Allograft Reconstruction of the Acetabulum after Resection of Stage-IIB Sarcoma. Intermediate-Term Results*
ROBERT S. BELL, M.D., F.R.C.S.(C) ,
AILEEN M. DAVIS, B.SC., P.T., M.SC., PH.D. ,
JAY S. WUNDER, M.D., F.R.C.S.(C) ,
TOM BUCONJIC, M.D.,
BRUCE McGOVERAN, M.D. and
ALLAN E. GROSS, M.D., F.R.C.S.(C) , TORONTO, ONTARIO, CANADA
Investigation performed at the University Musculoskeletal Oncology Unit, Mount Sinai Hospital and the University of Toronto, Toronto
Seventeen consecutive patients were managed with an allograft reconstruction of the pelvis (including the acetabulum) following resection of a stage-IIB bone sarcoma during a twelve-year period. The initial diagnosis was chondrosarcoma in nine patients, osteosarcoma in six, Ewing sarcoma in one, and leiomyosarcoma in one. All patients who had osteosarcoma or Ewing sarcoma received chemotherapy preoperatively and postoperatively. Fifteen patients were managed with an allograft-total hip prosthesis composite. Two patients initially were managed with an osteoarticular allograft without a prosthesis, but one had a subsequent revision to an allograft-implant composite. Four patients died with an intact allograft reconstruction. Eight patients survived with an intact allograft reconstruction, and they were followed for at least four years (mean, seven years; maximum, fourteen years). All but one was able to walk in the community with one or two canes at the time of the latest follow-up.
There was a high rate of local recurrence, which occurred in three of the seventeen patients, and of infection, which developed in two patients. The five patients had a subsequent hindquarter amputation or removal of the allograft.
The mean functional score (and standard deviation), according to the rating system of the Musculoskeletal Tumor Society, was 65 ± 21.16 per cent (median, 70 per cent; range, 13 to 87 per cent) for the thirteen patients who were thus evaluated.
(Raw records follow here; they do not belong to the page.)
//! Gift-exchange draw: a single random cycle over the roster.

use std::{collections::HashSet, time::SystemTime};

use indexmap::IndexMap;
use rand::{Rng, seq::SliceRandom};
use thiserror::Error;
use uuid::Uuid;

use super::{fixtures::ParticipantId, roster::Roster};
use crate::dao::models::{DrawEntity, PairingEntity};

/// Rejected draw requests.
#[derive(Debug, Clone, PartialEq, Eq, Error)]
pub enum DrawError {
    /// Fewer than two participants cannot form a cycle without a self-pairing.
    #[error("a draw needs at least 2 participants, got {count}")]
    NotEnoughParticipants {
        /// Roster size at the time of the draw.
        count: usize,
    },
    /// The same participant was listed twice.
    #[error("participant `{id}` appears more than once")]
    DuplicateParticipant {
        /// Repeated id.
        id: ParticipantId,
    },
}

/// Shuffle `participants` and link each one to the next, wrapping around.
///
/// The result is one directed cycle of length `n` in giver order, so nobody
/// draws themself.
pub fn draw_assignments<R>(
    participants: &[ParticipantId],
    rng: &mut R,
) -> Result<Vec<(ParticipantId, ParticipantId)>, DrawError>
where
    R: Rng + ?Sized,
{
    let mut seen = HashSet::with_capacity(participants.len());
    for id in participants {
        if !seen.insert(id) {
            return Err(DrawError::DuplicateParticipant { id: id.clone() });
        }
    }
    if participants.len() < 2 {
        return Err(DrawError::NotEnoughParticipants {
            count: participants.len(),
        });
    }

    let mut order = participants.to_vec();
    order.shuffle(rng);

    let n = order.len();
    Ok((0..n)
        .map(|i| (order[i].clone(), order[(i + 1) % n].clone()))
        .collect())
}

/// Draw for every member of `roster`.
pub fn draw_roster<R>(roster: &Roster, rng: &mut R) -> Result<Draw, DrawError>
where
    R: Rng + ?Sized,
{
    let ids: Vec<ParticipantId> = roster.ids().cloned().collect();
    let pairs = draw_assignments(&ids, rng)?;
    Ok(Draw {
        id: Uuid::new_v4(),
        drawn_at: SystemTime::now(),
        pairings: pairs.into_iter().collect(),
    })
}

/// A complete pairing set.
#[derive(Debug, Clone, PartialEq, Eq)]
pub struct Draw {
    /// Draw epoch.
    pub id: Uuid,
    /// When the draw was made.
    pub drawn_at: SystemTime,
    /// Giver to receiver, in draw order.
    pub pairings: IndexMap<ParticipantId, ParticipantId>,
}

impl Draw {
    /// Receiver assigned to `giver`.
    pub fn receiver_for(&self, giver: &str) -> Option<&ParticipantId> {
        self.pairings.get(giver)
    }

    /// Whether the pairings form exactly one cycle through every giver.
    pub fn is_single_cycle(&self) -> bool {
        is_single_cycle(&self.pairings)
    }
}

/// Check that following giver -> receiver links from any start visits every
/// giver exactly once and returns to the start.
pub fn is_single_cycle(pairings: &IndexMap<ParticipantId, ParticipantId>) -> bool {
    let n = pairings.len();
    if n < 2 {
        return false;
    }
    let receivers: HashSet<&ParticipantId> = pairings.values().collect();
    if receivers.len() != n || pairings.iter().any(|(giver, receiver)| giver == receiver) {
        return false;
    }
    let Some(start) = pairings.keys().next() else {
        return false;
    };
    let mut current = start;
    for step in 1..=n {
        let Some(next) = pairings.get(current) else {
            return false;
        };
        if next == start {
            return step == n;
        }
        current = next;
    }
    false
}

impl From<DrawEntity> for Draw {
    fn from(value: DrawEntity) -> Self {
        Self {
            id: value.id,
            drawn_at: value.drawn_at,
            pairings: value
                .pairings
                .into_iter()
                .map(|pairing| (pairing.giver_id, pairing.receiver_id))
                .collect(),
        }
    }
}

impl From<Draw> for DrawEntity {
    fn from(value: Draw) -> Self {
        Self {
            id: value.id,
            drawn_at: value.drawn_at,
            pairings: value
                .pairings
                .into_iter()
                .map(|(giver_id, receiver_id)| PairingEntity {
                    giver_id,
                    receiver_id,
                })
                .collect(),
        }
    }
}
use mongodb::options::ClientOptions;

use super::error::{MongoDaoError, MongoResult};

const DEFAULT_DATABASE: &str = "pitch_club";

#[derive(Clone)]
pub struct MongoConfig {
    pub options: ClientOptions,
    pub database_name: String,
}

impl MongoConfig {
    pub async fn from_uri(uri: &str, db_name: Option<&str>) -> MongoResult<Self> {
        let database_name = db_name.unwrap_or(DEFAULT_DATABASE).to_owned();
        let options =
            ClientOptions::parse(uri)
                .await
                .map_err(|source| MongoDaoError::InvalidUri {
                    uri: uri.to_owned(),
                    source,
                })?;

        Ok(Self {
            options,
            database_name,
        })
    }

    /// Read `MONGO_URI` (required) and `MONGO_DB` (optional) from the environment.
    pub async fn from_env() -> MongoResult<Self> {
        let uri = std::env::var("MONGO_URI")
            .map_err(|_| MongoDaoError::MissingEnvVar { var: "MONGO_URI" })?;
        let db = std::env::var("MONGO_DB").ok();
        Self::from_uri(&uri, db.as_deref()).await
    }
}
impl SlottedPage {
    /// Largest record an empty block can hold
    pub const MAX_RECORD_SIZE: usize = BLOCK_SZ - 1 - 2 * SLOT_SIZE;

    /// Create a freshly initialized, empty page
    pub fn new_empty(block_id: BlockId) -> Self {
        let mut page = Self {
            block: vec![0u8; BLOCK_SZ],
            block_id,
            num_records: 0,
            end_free: 0,
        };
        page.initialize_empty();
        page
    }

    /// Wrap an existing block image, reading header and directory from it
    pub fn from_bytes(block_id: BlockId, block: Vec<u8>) -> RecordResult<Self> {
        if block.len() != BLOCK_SZ {
            return Err(RecordError::Corrupt(
                block_id,
                format!("block is {} bytes, expected {}", block.len(), BLOCK_SZ),
            ));
        }

        let mut page = Self {
            block,
            block_id,
            num_records: 0,
            end_free: 0,
        };
        let (num_records, end_free) = page.get_header(0);
        page.num_records = num_records;
        page.end_free = end_free;

        if end_free as usize >= BLOCK_SZ || !page.directory_fits() {
            return Err(RecordError::Corrupt(
                block_id,
                format!(
                    "header num_records={} end_free={} overlaps directory",
                    num_records, end_free
                ),
            ));
        }

        for record_id in 1..=num_records {
            let (size, loc) = page.get_header(record_id);
            if loc == 0 {
                continue;
            }
            if loc <= end_free || loc as usize + size as usize > BLOCK_SZ {
                return Err(RecordError::Corrupt(
                    block_id,
                    format!(
                        "record {} at loc={} size={} is outside the data region",
                        record_id, loc, size
                    ),
                ));
            }
        }

        Ok(page)
    }

    /// Reset this page to an empty block
    pub fn initialize_empty(&mut self) {
        self.num_records = 0;
        self.end_free = (BLOCK_SZ - 1) as u16;
        self.put_block_header();
    }

    /// Add a new record and return its id
    pub fn add(&mut self, data: &[u8]) -> RecordResult<RecordId> {
        if !self.has_room(data.len()) {
            return Err(RecordError::NoRoom {
                needed: data.len(),
                available: self.free_space(),
            });
        }

        let id = self.num_records + 1;
        let size = data.len() as u16;
        self.num_records = id;
        self.end_free -= size;
        let loc = self.end_free + 1;

        self.put_block_header();
        self.put_header(id, size, loc);
        self.block[loc as usize..(loc + size) as usize].copy_from_slice(data);

        trace!(block_id = self.block_id, record_id = id, size, loc, "record added");
        Ok(id)
    }

    /// Get a record's bytes; `None` for tombstones and unknown ids
    pub fn get(&self, record_id: RecordId) -> Option<&[u8]> {
        if !self.is_valid_id(record_id) {
            return None;
        }

        let (size, loc) = self.get_header(record_id);
        if loc == 0 {
            return None;
        }
        Some(&self.block[loc as usize..loc as usize + size as usize])
    }

    /// Delete a record, compacting the data region over its bytes.
    /// The id stays allocated as a tombstone.
    pub fn delete(&mut self, record_id: RecordId) -> RecordResult<()> {
        if !self.is_valid_id(record_id) {
            return Err(RecordError::NoSuchRecord(self.block_id, record_id));
        }

        let (size, loc) = self.get_header(record_id);
        self.put_header(record_id, 0, 0);
        if loc != 0 {
            self.slide(loc, loc + size);
        }

        trace!(block_id = self.block_id, record_id, size, "record deleted");
        Ok(())
    }

    /// Replace a record's bytes, growing or shrinking it in place.
    /// On `NoRoom` the old record is retained.
    pub fn put(&mut self, record_id: RecordId, data: &[u8]) -> RecordResult<()> {
        if !self.is_valid_id(record_id) {
            return Err(RecordError::NoSuchRecord(self.block_id, record_id));
        }

        let (size, loc) = self.get_header(record_id);
        if loc == 0 {
            return Err(RecordError::NoSuchRecord(self.block_id, record_id));
        }

        let new_size = data.len();
        let new_loc = if new_size > size as usize {
            let extra = new_size - size as usize;
            if !self.has_room(extra) {
                return Err(RecordError::NoRoom {
                    needed: extra,
                    available: self.free_space(),
                });
            }
            let new_loc = loc - extra as u16;
            self.slide(loc, new_loc);
            self.block[new_loc as usize..new_loc as usize + new_size].copy_from_slice(data);
            new_loc
        } else {
            self.block[loc as usize..loc as usize + new_size].copy_from_slice(data);
            let new_end = loc + new_size as u16;
            self.slide(new_end, loc + size);
            loc + (size - new_size as u16)
        };

        self.put_header(record_id, new_size as u16, new_loc);

        trace!(
            block_id = self.block_id,
            record_id,
            old_size = size,
            new_size,
            "record updated"
        );
        Ok(())
    }

    /// Ids of all live records, ascending
    pub fn ids(&self) -> Vec<RecordId> {
        (1..=self.num_records)
            .filter(|&id| self.get_header(id).0 != 0)
            .collect()
    }

    /// Check if a record of `size` bytes (plus its directory entry) fits
    pub fn has_room(&self, size: usize) -> bool {
        size as isize <= self.available()
    }

    /// Bytes available for record data, net of the next directory entry
    pub fn free_space(&self) -> usize {
        self.available().max(0) as usize
    }

    pub fn block_id(&self) -> BlockId {
        self.block_id
    }

    /// Raw block image
    pub fn data(&self) -> &[u8] {
        &self.block
    }

    /// Number of directory entries in use (including tombstones)
    pub fn num_records(&self) -> u16 {
        self.num_records
    }

    pub fn end_free(&self) -> u16 {
        self.end_free
    }

    // Reserves one directory entry beyond the current count so a following
    // add always has room for its own entry.
    fn available(&self) -> isize {
        self.end_free as isize - (self.num_records as isize + 2) * SLOT_SIZE as isize
    }

    fn is_valid_id(&self, record_id: RecordId) -> bool {
        record_id != 0 && record_id <= self.num_records
    }

    fn directory_fits(&self) -> bool {
        self.end_free as usize + 1 >= (self.num_records as usize + 1) * SLOT_SIZE
    }

    /// Shift the data stored below `start` by `end - start` bytes and fix up
    /// the directory. A positive shift closes the gap `[start, end)`; a
    /// negative shift opens a gap of `start - end` bytes ending at `start`.
    fn slide(&mut self, start: u16, end: u16) {
        let shift = end as isize - start as isize;
        if shift == 0 {
            return;
        }

        let data_start = self.end_free as usize + 1;
        let dest = (data_start as isize + shift) as usize;
        self.block.copy_within(data_start..start as usize, dest);

        for record_id in self.ids() {
            let (size, loc) = self.get_header(record_id);
            if loc <= start {
                self.put_header(record_id, size, (loc as isize + shift) as u16);
            }
        }

        self.end_free = (self.end_free as isize + shift) as u16;
        self.put_block_header();
        debug_assert!(self.directory_fits());
    }

    /// Get a 2-byte integer at the given offset
    fn get_n(&self, offset: usize) -> u16 {
        u16::from_ne_bytes([self.block[offset], self.block[offset + 1]])
    }

    /// Put a 2-byte integer at the given offset
    fn put_n(&mut self, offset: usize, n: u16) {
        self.block[offset..offset + 2].copy_from_slice(&n.to_ne_bytes());
    }

    /// Read directory entry `id`; entry 0 is the block header
    fn get_header(&self, id: RecordId) -> (u16, u16) {
        let offset = SLOT_SIZE * id as usize;
        (self.get_n(offset), self.get_n(offset + 2))
    }

    fn put_header(&mut self, id: RecordId, size: u16, loc: u16) {
        let offset = SLOT_SIZE * id as usize;
        self.put_n(offset, size);
        self.put_n(offset + 2, loc);
    }

    fn put_block_header(&mut self) {
        self.put_header(0, self.num_records, self.end_free);
    }
}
Preservation of the limb and reconstruction with an allograft may be considered as an alternative to hindquarter amputation in carefully selected patients who have a bone sarcoma involving the acetabulum. However, patients who have a high-grade bone sarcoma must be warned that there is a substantial risk of local recurrence or infection. In the present series, more than half of the patients either died or had failure of the reconstruction.